Volunteer Stories

Jock Brandis and Randy Shackelford

Zambia

NCBA CLUSA's Farmer-to-Farmer Special Program Support Project in Zambia



The aflatoxin tailgate test

Name: Jock Brandis and Randy Shackelford
Current title/profession: Jock Brandis is the director of R&D at Full Belly Project, Randy Shackelford is the QA manager for Mission Defense Corporation
Current hometown: Wilmington, NC
Areas of expertise: Agriculture value chain, crop yield, development solutions


ASSIGNMENT OVERVIEW

Name of project: NCBA CLUSA's Farmer-to-Farmer Special Program Support Project in Zambia
Location of the project: Zambia
Organization that sent the volunteer: NCBA CLUSA through VEGA SPSP


VOLUNTEER IMPACT

Jock Brandis is the founder and research and development director of Full Belly Project, a North Carolina-based nonprofit that develops agricultural productivity tools. Jock began designing tools to solve development problems following a 2001 trip to Mali where he noticed the difficulty of shelling sun-dried peanuts. He promised to send a solution, only to find that no effective tool had been invented. He set about inventing the Universal Nut Sheller, which can be made anywhere from basic materials and shells peanuts 95% faster than hand-shelling.

National Cooperative Business Association CLUSA International recruited Jock and Full Belly volunteer Randy Shackelford to help implement an USAID-funded project to address aflatoxin in peanuts. Their assignment was to teach a farming cooperative in Chipata, Zambia, how to prevent aflatoxin, a chemical that causes severe health consequences and keeps Zambian peanut products out of the European Union market. But their interest in solving the peanut aflatoxin problem has led them to go far beyond their original assignment.

Upon arriving, they saw that farmers were already employing good aflatoxin prevention practices. It didn’t take long to realize that the script they had arrived with wasn’t the right one. They set up the first-ever aflatoxin testing tailgate, using a portable on-the-spot test kit on farmers’ fields. All but one of the samples they tested registered levels well within EU export standards, however the peanut butters for sale locally did not. They concluded that the fungus is introduced during collection or processing, where a few contaminated peanuts can infect the whole supply. They trained the government lab director and technicians to use the test kit and left it with the local lab.
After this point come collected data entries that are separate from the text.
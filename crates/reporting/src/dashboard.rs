//! Campaign performance dashboard: roll-ups of per-campaign daily rows.

use std::fmt;
use std::num::NonZeroUsize;
use std::str::FromStr;

use campaign_core::CampaignError;
use chrono::{DateTime, NaiveDate, Utc};
use dashmap::DashMap;
use serde::{Deserialize, Serialize};
use tracing::{debug, info};

use crate::collections::{chunk, group_by, sort_by};
use crate::kpi::{calculate_percentage_change, DerivedMetrics, MetricRecord};

/// One campaign's counters for one day.
#[derive(Debug, Clone, PartialEq, Serialize, Deserialize)]
pub struct CampaignPerformance {
    pub campaign_id: String,
    pub campaign_name: String,
    pub channel: String,
    pub date: NaiveDate,
    #[serde(flatten)]
    pub metrics: MetricRecord,
}

#[derive(Debug, Clone, Copy, PartialEq, Eq, Hash, Serialize, Deserialize)]
#[serde(rename_all = "snake_case")]
pub enum Dimension {
    Channel,
    Campaign,
    Date,
}

impl Dimension {
    fn key(&self, row: &CampaignPerformance) -> String {
        match self {
            Dimension::Channel => row.channel.clone(),
            Dimension::Campaign => row.campaign_name.clone(),
            Dimension::Date => row.date.format("%Y-%m-%d").to_string(),
        }
    }
}

impl fmt::Display for Dimension {
    fn fmt(&self, f: &mut fmt::Formatter<'_>) -> fmt::Result {
        let name = match self {
            Dimension::Channel => "channel",
            Dimension::Campaign => "campaign",
            Dimension::Date => "date",
        };
        f.write_str(name)
    }
}

impl FromStr for Dimension {
    type Err = CampaignError;

    fn from_str(s: &str) -> Result<Self, Self::Err> {
        match s.trim().to_ascii_lowercase().as_str() {
            "channel" => Ok(Dimension::Channel),
            "campaign" => Ok(Dimension::Campaign),
            "date" => Ok(Dimension::Date),
            other => Err(CampaignError::Parse(format!("unknown breakdown dimension: {other}"))),
        }
    }
}

#[derive(Debug, Clone, PartialEq, Serialize, Deserialize)]
pub struct BreakdownRow {
    pub key: String,
    pub rows: usize,
    pub metrics: MetricRecord,
    pub derived: DerivedMetrics,
}

#[derive(Debug, Clone, Serialize, Deserialize)]
pub struct DashboardOverview {
    pub total_campaigns: usize,
    pub totals: MetricRecord,
    pub derived: DerivedMetrics,
    pub generated_at: DateTime<Utc>,
}

#[derive(Debug, Clone, PartialEq, Serialize, Deserialize)]
pub struct MetricComparison {
    pub metric: String,
    pub previous: f64,
    pub current: f64,
    pub change_pct: f64,
}

/// Explicit store of campaign performance rows. One row per campaign per
/// day; recording the same pair again replaces the earlier counters.
pub struct CampaignDashboard {
    rows: DashMap<(String, NaiveDate), CampaignPerformance>,
}

impl CampaignDashboard {
    pub fn new() -> Self {
        info!("Campaign dashboard initialized");
        Self {
            rows: DashMap::new(),
        }
    }

    pub fn record(&self, row: CampaignPerformance) {
        debug!(campaign_id = %row.campaign_id, date = %row.date, "Recording campaign performance");
        metrics::counter!("reporting.rows_recorded").increment(1);
        self.rows.insert((row.campaign_id.clone(), row.date), row);
    }

    pub fn record_all<I: IntoIterator<Item = CampaignPerformance>>(&self, rows: I) -> usize {
        let mut count = 0;
        for row in rows {
            self.record(row);
            count += 1;
        }
        count
    }

    pub fn len(&self) -> usize {
        self.rows.len()
    }

    pub fn is_empty(&self) -> bool {
        self.rows.is_empty()
    }

    /// Rows ordered by date, then campaign id.
    pub fn snapshot(&self) -> Vec<CampaignPerformance> {
        let rows: Vec<_> = self.rows.iter().map(|r| r.value().clone()).collect();
        sort_by(&rows, |r| (r.date, r.campaign_id.clone()))
    }

    pub fn overview(&self) -> DashboardOverview {
        let rows = self.snapshot();
        let totals: MetricRecord = rows.iter().map(|r| &r.metrics).sum();
        let campaigns = group_by(&rows, |r| r.campaign_id.clone());

        DashboardOverview {
            total_campaigns: campaigns.len(),
            totals,
            derived: totals.derived(),
            generated_at: Utc::now(),
        }
    }

    /// Totals for rows dated within `[start, end]`.
    pub fn totals_between(&self, start: NaiveDate, end: NaiveDate) -> MetricRecord {
        self.rows
            .iter()
            .filter(|r| r.date >= start && r.date <= end)
            .map(|r| r.metrics)
            .sum()
    }

    /// Roll rows up by `dimension`, sorted by group key.
    pub fn breakdown(&self, dimension: Dimension) -> Vec<BreakdownRow> {
        let rows = self.snapshot();
        let groups = group_by(&rows, |r| dimension.key(r));

        let summary: Vec<BreakdownRow> = groups
            .into_iter()
            .map(|(key, members)| {
                let metrics: MetricRecord = members.iter().map(|r| &r.metrics).sum();
                BreakdownRow {
                    key,
                    rows: members.len(),
                    metrics,
                    derived: metrics.derived(),
                }
            })
            .collect();

        debug!(%dimension, groups = summary.len(), "Breakdown computed");
        sort_by(&summary, |r| r.key.clone())
    }

    pub fn list_campaign_rows(&self, campaign_id: &str) -> Vec<CampaignPerformance> {
        self.snapshot()
            .into_iter()
            .filter(|r| r.campaign_id == campaign_id)
            .collect()
    }
}

impl Default for CampaignDashboard {
    fn default() -> Self {
        Self::new()
    }
}

/// Zero-based page of `rows`. Pages past the end are empty.
pub fn page<T: Clone>(rows: &[T], size: NonZeroUsize, index: usize) -> Vec<T> {
    chunk(rows, size).into_iter().nth(index).unwrap_or_default()
}

/// Period-over-period change for the raw counters and the derived KPIs.
pub fn compare_periods(previous: &MetricRecord, current: &MetricRecord) -> Vec<MetricComparison> {
    let before = previous.derived();
    let after = current.derived();
    let pairs = [
        ("impressions", previous.impressions as f64, current.impressions as f64),
        ("clicks", previous.clicks as f64, current.clicks as f64),
        ("spend", previous.spend, current.spend),
        ("conversions", previous.conversions as f64, current.conversions as f64),
        ("revenue", previous.revenue, current.revenue),
        ("ctr", before.ctr, after.ctr),
        ("cpc", before.cpc, after.cpc),
        ("cpm", before.cpm, after.cpm),
        ("roas", before.roas, after.roas),
    ];

    pairs
        .into_iter()
        .map(|(metric, previous, current)| MetricComparison {
            metric: metric.to_string(),
            previous,
            current,
            change_pct: calculate_percentage_change(previous, current),
        })
        .collect()
}

#[cfg(test)]
mod tests {
    use super::*;

    fn row(campaign: &str, channel: &str, day: u32, impressions: u64, clicks: u64, spend: f64, revenue: f64) -> CampaignPerformance {
        CampaignPerformance {
            campaign_id: campaign.to_string(),
            campaign_name: format!("Campaign {campaign}"),
            channel: channel.to_string(),
            date: NaiveDate::from_ymd_opt(2024, 1, day).unwrap(),
            metrics: MetricRecord {
                impressions,
                clicks,
                spend,
                conversions: clicks / 10,
                revenue,
            },
        }
    }

    fn seeded() -> CampaignDashboard {
        let dashboard = CampaignDashboard::new();
        dashboard.record_all([
            row("c1", "search", 1, 1000, 50, 100.0, 400.0),
            row("c1", "search", 2, 1000, 50, 100.0, 400.0),
            row("c2", "social", 1, 2000, 20, 50.0, 75.0),
            row("c3", "search", 3, 0, 0, 0.0, 0.0),
        ]);
        dashboard
    }

    #[test]
    fn test_overview_totals() {
        let overview = seeded().overview();
        assert_eq!(overview.total_campaigns, 3);
        assert_eq!(overview.totals.impressions, 4000);
        assert_eq!(overview.totals.clicks, 120);
        assert_eq!(overview.derived.ctr, 3.0);
        assert_eq!(overview.derived.roas, 875.0 / 250.0);
    }

    #[test]
    fn test_record_replaces_same_campaign_day() {
        let dashboard = seeded();
        dashboard.record(row("c1", "search", 1, 10, 1, 1.0, 1.0));
        assert_eq!(dashboard.len(), 4);
        let c1 = dashboard.list_campaign_rows("c1");
        assert_eq!(c1[0].metrics.impressions, 10);
        assert_eq!(c1[1].metrics.impressions, 1000);
    }

    #[test]
    fn test_breakdown_by_channel() {
        let rows = seeded().breakdown(Dimension::Channel);
        assert_eq!(rows.len(), 2);
        assert_eq!(rows[0].key, "search");
        assert_eq!(rows[0].rows, 3);
        assert_eq!(rows[0].metrics.clicks, 100);
        assert_eq!(rows[0].derived.ctr, 5.0);
        assert_eq!(rows[1].key, "social");
        assert_eq!(rows[1].derived.cpc, 2.5);
    }

    #[test]
    fn test_breakdown_zero_row_has_no_nan() {
        let rows = seeded().breakdown(Dimension::Campaign);
        let empty = rows.iter().find(|r| r.key == "Campaign c3").unwrap();
        assert_eq!(empty.derived, DerivedMetrics::default());
    }

    #[test]
    fn test_breakdown_by_date_sorted() {
        let keys: Vec<_> = seeded()
            .breakdown(Dimension::Date)
            .into_iter()
            .map(|r| r.key)
            .collect();
        assert_eq!(keys, vec!["2024-01-01", "2024-01-02", "2024-01-03"]);
    }

    #[test]
    fn test_totals_between() {
        let dashboard = seeded();
        let day = |d| NaiveDate::from_ymd_opt(2024, 1, d).unwrap();
        let first = dashboard.totals_between(day(1), day(1));
        assert_eq!(first.impressions, 3000);
        let second = dashboard.totals_between(day(2), day(3));
        assert_eq!(second.impressions, 1000);
    }

    #[test]
    fn test_page() {
        let items: Vec<u32> = (1..=7).collect();
        let size = NonZeroUsize::new(3).unwrap();
        assert_eq!(page(&items, size, 0), vec![1, 2, 3]);
        assert_eq!(page(&items, size, 2), vec![7]);
        assert!(page(&items, size, 3).is_empty());
    }

    #[test]
    fn test_compare_periods() {
        let previous = MetricRecord {
            impressions: 1000,
            clicks: 50,
            spend: 100.0,
            conversions: 5,
            revenue: 300.0,
        };
        let current = MetricRecord {
            impressions: 1500,
            clicks: 50,
            spend: 0.0,
            conversions: 5,
            revenue: 0.0,
        };
        let comparison = compare_periods(&previous, &current);
        let find = |name: &str| comparison.iter().find(|c| c.metric == name).unwrap().change_pct;
        assert_eq!(find("impressions"), 50.0);
        assert_eq!(find("clicks"), 0.0);
        assert_eq!(find("spend"), -100.0);
        assert_eq!(find("roas"), -100.0);
    }

    #[test]
    fn test_dimension_parse() {
        assert_eq!("Channel".parse::<Dimension>().unwrap(), Dimension::Channel);
        assert!("region".parse::<Dimension>().is_err());
    }

    #[test]
    fn test_performance_row_flattens_metrics() {
        let json = r#"{
            "campaign_id": "c9",
            "campaign_name": "Spring Sale",
            "channel": "email",
            "date": "2024-04-02",
            "impressions": 120,
            "clicks": 6
        }"#;
        let row: CampaignPerformance = serde_json::from_str(json).unwrap();
        assert_eq!(row.metrics.clicks, 6);
        assert_eq!(row.metrics.revenue, 0.0);
    }
}
//! Derived marketing KPIs.
//!
//! Every calculator guards its denominator and returns `0.0` instead of
//! `NaN` or an infinity, so a missing counter never poisons a chart or a
//! roll-up further down the line.

use std::iter::Sum;
use std::ops::{Add, AddAssign};

use serde::{Deserialize, Serialize};

/// Raw campaign counters. Absent fields deserialize as zero.
#[derive(Debug, Clone, Copy, Default, PartialEq, Serialize, Deserialize)]
pub struct MetricRecord {
    #[serde(default)]
    pub impressions: u64,
    #[serde(default)]
    pub clicks: u64,
    #[serde(default)]
    pub spend: f64,
    #[serde(default)]
    pub conversions: u64,
    #[serde(default)]
    pub revenue: f64,
}

/// KPIs computed on demand from a [`MetricRecord`]. Never stored.
#[derive(Debug, Clone, Copy, Default, PartialEq, Serialize, Deserialize)]
pub struct DerivedMetrics {
    /// Click-through rate, percent.
    pub ctr: f64,
    pub cpc: f64,
    pub cpm: f64,
    pub roas: f64,
    /// Conversions per click, percent.
    pub conversion_rate: f64,
    /// Cost per acquisition.
    pub cpa: f64,
}

impl DerivedMetrics {
    pub fn from_record(record: &MetricRecord) -> Self {
        let impressions = record.impressions as f64;
        let clicks = record.clicks as f64;
        let conversions = record.conversions as f64;
        Self {
            ctr: calculate_ctr(clicks, impressions),
            cpc: calculate_cpc(record.spend, clicks),
            cpm: calculate_cpm(record.spend, impressions),
            roas: calculate_roas(record.revenue, record.spend),
            conversion_rate: calculate_conversion_rate(conversions, clicks),
            cpa: calculate_cpa(record.spend, conversions),
        }
    }
}

impl MetricRecord {
    pub fn derived(&self) -> DerivedMetrics {
        DerivedMetrics::from_record(self)
    }
}

impl Add for MetricRecord {
    type Output = MetricRecord;

    fn add(mut self, rhs: MetricRecord) -> MetricRecord {
        self += rhs;
        self
    }
}

impl AddAssign for MetricRecord {
    fn add_assign(&mut self, rhs: MetricRecord) {
        self.impressions = self.impressions.saturating_add(rhs.impressions);
        self.clicks = self.clicks.saturating_add(rhs.clicks);
        self.spend += rhs.spend;
        self.conversions = self.conversions.saturating_add(rhs.conversions);
        self.revenue += rhs.revenue;
    }
}

impl Sum for MetricRecord {
    fn sum<I: Iterator<Item = MetricRecord>>(iter: I) -> Self {
        iter.fold(MetricRecord::default(), Add::add)
    }
}

impl<'a> Sum<&'a MetricRecord> for MetricRecord {
    fn sum<I: Iterator<Item = &'a MetricRecord>>(iter: I) -> Self {
        iter.copied().sum()
    }
}

fn is_falsy(value: f64) -> bool {
    value == 0.0 || value.is_nan()
}

fn finite_or_zero(value: f64) -> f64 {
    if value.is_finite() {
        value
    } else {
        0.0
    }
}

/// `((new - old) / old) * 100`. A zero baseline yields `0` when nothing
/// changed and `100` otherwise.
pub fn calculate_percentage_change(old_value: f64, new_value: f64) -> f64 {
    let old_value = finite_or_zero(old_value);
    let new_value = finite_or_zero(new_value);
    if old_value == 0.0 {
        return if new_value == 0.0 { 0.0 } else { 100.0 };
    }
    finite_or_zero(((new_value - old_value) / old_value) * 100.0)
}

pub fn calculate_ctr(clicks: f64, impressions: f64) -> f64 {
    if is_falsy(clicks) || is_falsy(impressions) {
        return 0.0;
    }
    finite_or_zero((clicks / impressions) * 100.0)
}

pub fn calculate_cpc(cost: f64, clicks: f64) -> f64 {
    if is_falsy(cost) || is_falsy(clicks) {
        return 0.0;
    }
    finite_or_zero(cost / clicks)
}

pub fn calculate_cpm(cost: f64, impressions: f64) -> f64 {
    if is_falsy(cost) || is_falsy(impressions) {
        return 0.0;
    }
    finite_or_zero((cost / impressions) * 1000.0)
}

pub fn calculate_roas(revenue: f64, cost: f64) -> f64 {
    if is_falsy(cost) {
        return 0.0;
    }
    finite_or_zero(revenue / cost)
}

pub fn calculate_conversion_rate(conversions: f64, clicks: f64) -> f64 {
    if is_falsy(conversions) || is_falsy(clicks) {
        return 0.0;
    }
    finite_or_zero((conversions / clicks) * 100.0)
}

pub fn calculate_cpa(cost: f64, conversions: f64) -> f64 {
    if is_falsy(cost) || is_falsy(conversions) {
        return 0.0;
    }
    finite_or_zero(cost / conversions)
}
The technicians are following Jock and Randy’s example and taking the test kits to farms rather than making farmers mail samples to the lab. This change delivers test results within 15 minutes rather than 3-4 weeks, letting both farmers and buyers know which peanuts are marketable so that contaminated products can be kept out of the food supply.

Jock and Randy advised farmers on concerns beyond aflatoxin, particularly drought, by introducing an effective, easy-to-use pump and discussing seed selection and planning for hotter, drier weather. They taught three cooperative members to make the Universal Nut Sheller so that members can more readily sell their produce. 

Jock and Randy have stayed engaged to move testing forward. The pair is determined to develop an “aflatoxin safe certification” for Zambia and, ultimately, to re-establish Zambia’s groundnut export market. They have already returned to begin testing an ozone generator, which they hope will help rid the local food supply of aflatoxin fungus.

Between visits they stay in touch with farmers. Nearly 5,000 Facebook followers and friends have learned about Chipata and Jock and Randy’s work there through their postings and local communication outreach.

“We were there to teach farmers how to grow safe peanuts, only to discover they were already doing it … We had to suddenly, on the fly, change our message.”